EXERCISE DESCRIPTION. In the listing below, the line containing "an entry records" marks the end; copy exactly every line from the first through that one.
START RECORDED INFORMATION
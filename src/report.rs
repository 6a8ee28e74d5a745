//! Narrated combat report
//!
//! Every resolution step appends an entry describing what happened in
//! player-readable terms. Entries are typed so tests can assert on the
//! kind of event rather than parsing prose.

use crate::core::types::{CombatPhase, UnitId};
use serde::{Deserialize, Serialize};
use std::fmt;

/// What kind of event an entry records
#[derive(Debug, Clone, Copy, PartialEq, Eq, Serialize, Deserialize)]
pub enum ReportKind {
    /// Weapon fire announced (attacker, weapon, target)
    AttackAnnounced,
    /// Target number and roll result
    ToHit,
    /// Attack missed
    MissReported,
    /// Cluster table consulted, hit count rolled
    HitsRolled,
    /// Damage groups applied to a unit, hex, or structure
    DamageApplied,
    /// Rapid-fire weapon jammed
    WeaponJammed,
    /// Pod attached to target
    PodAttached,
    /// Target painted by a designator
    DesignationMarked,
    /// Minefield cleared from a hex
    MinefieldCleared,
    /// Hex set on fire
    FireStarted,
    /// Missiles expended with no effect
    MissilesWasted,
    /// Attack could not be resolved
    AttackImpossible,
    /// Blank line between attack groups
    Separator,
    /// Anything else worth narrating
    Info,
}

/// One line of the combat narration
#[derive(Debug, Clone, Serialize, Deserialize)]
pub struct ReportEntry {
    pub phase: CombatPhase,
    pub attacker: Option<UnitId>,
    pub kind: ReportKind,
    pub text: String,
}

/// Ordered narration of a battle
#[derive(Debug, Clone, Default, Serialize, Deserialize)]
pub struct Report {
    pub entries: Vec<ReportEntry>,
}

impl Report {
    pub fn new() -> Self {
        Self::default()
    }

    pub fn push(
        &mut self,
        phase: CombatPhase,
        attacker: Option<UnitId>,
        kind: ReportKind,
        text: impl Into<String>,
    ) {
        self.entries.push(ReportEntry {
            phase,
            attacker,
            kind,
            text: text.into(),
        });
    }

    /// Blank line separating one attack's narration from the next
    pub fn separator(&mut self, phase: CombatPhase) {
        self.entries.push(ReportEntry {
            phase,
            attacker: None,
            kind: ReportKind::Separator,
            text: String::new(),
        });
    }

    /// Append another report's entries, preserving order
    pub fn extend(&mut self, other: Report) {
        self.entries.extend(other.entries);
    }

    pub fn is_empty(&self) -> bool {
        self.entries.is_empty()
    }

    pub fn len(&self) -> usize {
        self.entries.len()
    }

    /// Entries of a given kind, in order
    pub fn of_kind(&self, kind: ReportKind) -> impl Iterator<Item = &ReportEntry> {
        self.entries.iter().filter(move |e| e.kind == kind)
    }

    /// Whether any entry of this kind was recorded
    pub fn contains_kind(&self, kind: ReportKind) -> bool {
        self.entries.iter().any(|e| e.kind == kind)
    }

    /// Full narration text for an attacker, in order
    pub fn narration_for(&self, attacker: UnitId) -> Vec<&str> {
        self.entries
            .iter()
            .filter(|e| e.attacker == Some(attacker))
            .map(|e| e.text.as_str())
            .collect()
    }
}

impl fmt::Display for Report {
    fn fmt(&self, f: &mut fmt::Formatter<'_>) -> fmt::Result {
        for entry in &self.entries {
            if entry.kind == ReportKind::Separator {
                writeln!(f)?;
            } else {
                writeln!(f, "{}", entry.text)?;
            }
        }
        Ok(())
    }
}

#[cfg(test)]
mod tests {
    use super::*;

    #[test]
    fn test_push_and_filter_by_kind() {
        let mut report = Report::new();
        let attacker = UnitId::new();
        report.push(
            CombatPhase::Firing,
            Some(attacker),
            ReportKind::AttackAnnounced,
            "Grasshopper fires Medium Laser at Panther",
        );
        report.push(
            CombatPhase::Firing,
            Some(attacker),
            ReportKind::ToHit,
            "needs 8, rolls 9 (4 + 5): hits!",
        );
        report.separator(CombatPhase::Firing);

        assert_eq!(report.len(), 3);
        assert_eq!(report.of_kind(ReportKind::ToHit).count(), 1);
        assert!(report.contains_kind(ReportKind::Separator));
        assert_eq!(report.narration_for(attacker).len(), 2);
    }

    #[test]
    fn test_display_renders_separator_as_blank_line() {
        let mut report = Report::new();
        report.push(CombatPhase::Firing, None, ReportKind::Info, "first");
        report.separator(CombatPhase::Firing);
        report.push(CombatPhase::Firing, None, ReportKind::Info, "second");

        let text = report.to_string();
        assert_eq!(text, "first\n\nsecond\n");
    }
}
//! Cluster-roll modifier accumulation
//!
//! Rack weapons roll once on the cluster table; everything that helps
//! or hinders the flight shows up as a modifier on that roll. Each term
//! is recorded with its reason so the report can show the arithmetic.

use crate::attack::declaration::{AttackDeclaration, FiringMode};
use crate::attack::strategy::ResolutionStrategy;
use crate::catalog::{RangeBand, WeaponFamily, WeaponSpec};
use crate::core::error::Result;
use crate::world::World;

/// Glancing blows pull the cluster roll down by this much
const GLANCING_CLUSTER_SHIFT: i32 = -4;
/// Electromagnetic interference penalty when the option is in force
const EMI_CLUSTER_SHIFT: i32 = -2;
/// Guided munitions and pod locks each add this
const GUIDANCE_CLUSTER_BONUS: i32 = 2;
/// An anti-missile system thins the incoming flight by this much
const AMS_CLUSTER_SHIFT: i32 = -4;

/// Net cluster-roll modifier plus the reasons behind each term
#[derive(Debug, Clone, Default)]
pub struct ClusterModifier {
    pub total: i32,
    pub notes: Vec<String>,
}

impl ClusterModifier {
    fn add(&mut self, value: i32, reason: &str) {
        self.total += value;
        if value >= 0 {
            self.notes.push(format!("+{} ({})", value, reason));
        } else {
            self.notes.push(format!("{} ({})", value, reason));
        }
    }

    fn note(&mut self, text: impl Into<String>) {
        self.notes.push(text.into());
    }
}

/// Accumulate the cluster-roll modifier for an attack
///
/// Consumes the target's AMS for the phase when it engages the flight;
/// that is the only battlefield mutation here.
pub fn accumulate(
    world: &mut World,
    decl: &AttackDeclaration,
    spec: &WeaponSpec,
    strategy: ResolutionStrategy,
    band: RangeBand,
    glancing: bool,
    direct: bool,
    margin: i32,
) -> Result<ClusterModifier> {
    let mut modifier = ClusterModifier::default();

    let (attacker_team, attacker_pos, attacker_stealthed) = {
        let attacker = world.unit(decl.attacker)?;
        (attacker.team, attacker.position, attacker.stealth_active)
    };

    let bracket_mod = spec.cluster_modifier_at(band);
    if bracket_mod != 0 {
        modifier.add(bracket_mod, "range bracket");
    }

    if decl.munition.is_guided() {
        if attacker_stealthed {
            modifier.note("guidance suppressed (own stealth armor active)");
        } else {
            let target_pos = match decl.target.unit_id() {
                Some(id) => world.unit(id)?.position,
                None => decl.target.static_coord().unwrap_or(attacker_pos),
            };
            if world.ecm_affects_path(attacker_team, attacker_pos, target_pos) {
                modifier.note("guidance suppressed (hostile ECM on the attack path)");
            } else {
                modifier.add(GUIDANCE_CLUSTER_BONUS, "guided munition");
            }
        }
    }

    if let Some(target_id) = decl.target.unit_id() {
        let target = world.unit(target_id)?;
        if target.has_pod_of_team(attacker_team)
            && decl.munition.is_pod_compatible()
            && decl.mode != FiringMode::Indirect
        {
            modifier.add(GUIDANCE_CLUSTER_BONUS, "pod lock");
        }
    }

    if glancing {
        modifier.add(GLANCING_CLUSTER_SHIFT, "glancing blow");
    }
    if direct {
        let bonus = 2 * (margin / 3);
        if bonus > 0 {
            modifier.add(bonus, "direct blow");
        }
    }

    if world.options.emi {
        modifier.add(EMI_CLUSTER_SHIFT, "electromagnetic interference");
    }

    // AMS engages missile flights only, once per phase
    if spec.family == WeaponFamily::MissileRack
        && matches!(
            strategy,
            ResolutionStrategy::Cluster | ResolutionStrategy::Swarm
        )
    {
        if let Some(target_id) = decl.target.unit_id() {
            let engages = {
                let target = world.unit(target_id)?;
                target.ams && !target.ams_used_this_phase
            };
            if engages {
                world.unit_mut(target_id)?.ams_used_this_phase = true;
                modifier.add(AMS_CLUSTER_SHIFT, "anti-missile fire");
            }
        }
    }

    Ok(modifier)
}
END RECORDED INFORMATION
EXERCISE RESULT.
filename src/report.rs
repository 6a8ee28e74d5a745
//! Narrated combat report
//!
//! Every resolution step appends an entry describing what happened in
//! player-readable terms. Entries are typed so tests can assert on the
//! kind of event rather than parsing prose.

use crate::core::types::{CombatPhase, UnitId};
use serde::{Deserialize, Serialize};
use std::fmt;

/// What kind of event an entry records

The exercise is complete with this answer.